::: DATA EXTRACTS

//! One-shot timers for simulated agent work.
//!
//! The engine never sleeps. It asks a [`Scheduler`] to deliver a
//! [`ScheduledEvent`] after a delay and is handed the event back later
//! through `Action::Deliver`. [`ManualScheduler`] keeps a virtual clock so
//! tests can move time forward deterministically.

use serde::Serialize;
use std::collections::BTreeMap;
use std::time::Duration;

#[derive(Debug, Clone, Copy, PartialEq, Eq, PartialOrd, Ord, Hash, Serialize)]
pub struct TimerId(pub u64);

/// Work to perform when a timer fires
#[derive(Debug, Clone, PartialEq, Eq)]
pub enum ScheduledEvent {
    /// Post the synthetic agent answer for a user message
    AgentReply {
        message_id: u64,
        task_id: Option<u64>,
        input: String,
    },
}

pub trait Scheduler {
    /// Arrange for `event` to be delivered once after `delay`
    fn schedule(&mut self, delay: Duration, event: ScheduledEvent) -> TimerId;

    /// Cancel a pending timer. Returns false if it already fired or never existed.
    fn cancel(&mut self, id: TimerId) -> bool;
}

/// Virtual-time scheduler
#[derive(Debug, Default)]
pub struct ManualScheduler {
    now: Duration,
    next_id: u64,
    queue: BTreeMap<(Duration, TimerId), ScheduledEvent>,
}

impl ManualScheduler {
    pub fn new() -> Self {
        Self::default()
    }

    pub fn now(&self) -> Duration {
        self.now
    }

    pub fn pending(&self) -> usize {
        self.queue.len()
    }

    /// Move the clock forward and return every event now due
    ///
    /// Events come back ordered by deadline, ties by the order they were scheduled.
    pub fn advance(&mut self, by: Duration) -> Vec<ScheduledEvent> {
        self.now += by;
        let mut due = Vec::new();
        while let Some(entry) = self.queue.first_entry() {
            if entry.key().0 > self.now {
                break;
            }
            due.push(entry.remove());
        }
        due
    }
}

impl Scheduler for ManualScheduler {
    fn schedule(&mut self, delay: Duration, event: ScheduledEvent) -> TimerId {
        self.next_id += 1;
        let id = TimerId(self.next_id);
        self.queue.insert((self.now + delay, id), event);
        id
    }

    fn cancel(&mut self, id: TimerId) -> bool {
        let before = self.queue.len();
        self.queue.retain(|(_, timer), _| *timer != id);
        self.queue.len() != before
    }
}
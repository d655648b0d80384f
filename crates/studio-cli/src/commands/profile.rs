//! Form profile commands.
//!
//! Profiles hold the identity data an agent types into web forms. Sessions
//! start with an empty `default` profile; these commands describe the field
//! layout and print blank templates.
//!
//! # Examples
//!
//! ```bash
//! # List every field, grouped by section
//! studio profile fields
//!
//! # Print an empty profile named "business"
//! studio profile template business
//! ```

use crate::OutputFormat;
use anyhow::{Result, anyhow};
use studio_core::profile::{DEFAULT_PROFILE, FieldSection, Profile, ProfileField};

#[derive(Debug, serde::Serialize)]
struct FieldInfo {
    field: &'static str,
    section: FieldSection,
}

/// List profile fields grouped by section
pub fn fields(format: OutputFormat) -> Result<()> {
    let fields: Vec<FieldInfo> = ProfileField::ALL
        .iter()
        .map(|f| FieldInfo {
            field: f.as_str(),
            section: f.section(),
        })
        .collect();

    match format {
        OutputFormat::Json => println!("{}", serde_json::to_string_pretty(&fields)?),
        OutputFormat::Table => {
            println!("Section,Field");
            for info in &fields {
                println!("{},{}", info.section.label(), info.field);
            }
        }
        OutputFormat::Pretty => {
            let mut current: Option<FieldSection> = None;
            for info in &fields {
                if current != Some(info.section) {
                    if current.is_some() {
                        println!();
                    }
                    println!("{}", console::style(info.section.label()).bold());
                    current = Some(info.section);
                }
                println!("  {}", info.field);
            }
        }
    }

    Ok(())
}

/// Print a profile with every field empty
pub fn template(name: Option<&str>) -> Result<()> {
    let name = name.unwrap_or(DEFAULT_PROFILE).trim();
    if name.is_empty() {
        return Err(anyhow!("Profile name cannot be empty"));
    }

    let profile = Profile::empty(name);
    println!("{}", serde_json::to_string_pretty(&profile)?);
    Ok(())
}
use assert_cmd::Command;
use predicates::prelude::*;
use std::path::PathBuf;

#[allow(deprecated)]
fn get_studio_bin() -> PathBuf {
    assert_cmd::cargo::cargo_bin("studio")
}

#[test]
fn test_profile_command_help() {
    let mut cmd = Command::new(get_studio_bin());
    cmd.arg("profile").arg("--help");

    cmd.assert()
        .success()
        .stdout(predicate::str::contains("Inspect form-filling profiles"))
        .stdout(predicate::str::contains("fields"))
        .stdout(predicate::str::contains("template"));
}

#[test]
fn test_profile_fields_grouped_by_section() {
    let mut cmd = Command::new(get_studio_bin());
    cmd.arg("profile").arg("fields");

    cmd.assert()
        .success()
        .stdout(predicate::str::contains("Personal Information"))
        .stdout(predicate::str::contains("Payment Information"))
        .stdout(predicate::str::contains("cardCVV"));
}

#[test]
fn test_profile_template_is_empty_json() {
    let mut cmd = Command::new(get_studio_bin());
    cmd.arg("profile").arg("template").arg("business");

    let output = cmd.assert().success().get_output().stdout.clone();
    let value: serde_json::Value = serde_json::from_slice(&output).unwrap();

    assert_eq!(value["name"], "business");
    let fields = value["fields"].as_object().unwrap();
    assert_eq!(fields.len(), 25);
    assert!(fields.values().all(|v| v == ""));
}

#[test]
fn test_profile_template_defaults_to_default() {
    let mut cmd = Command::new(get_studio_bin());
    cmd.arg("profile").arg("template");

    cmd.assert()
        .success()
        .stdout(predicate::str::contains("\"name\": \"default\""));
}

::::::

* WHAT YOU SHOULD DO
Your response should be made up of the lines in the data that contain the word "derive".

* ANSWER FOR THIS EXERCISE
#[derive(Debug, Clone, Copy, PartialEq, Eq, PartialOrd, Ord, Hash, Serialize)]
#[derive(Debug, Clone, PartialEq, Eq)]
#[derive(Debug, Default)]
#[derive(Debug, serde::Serialize)]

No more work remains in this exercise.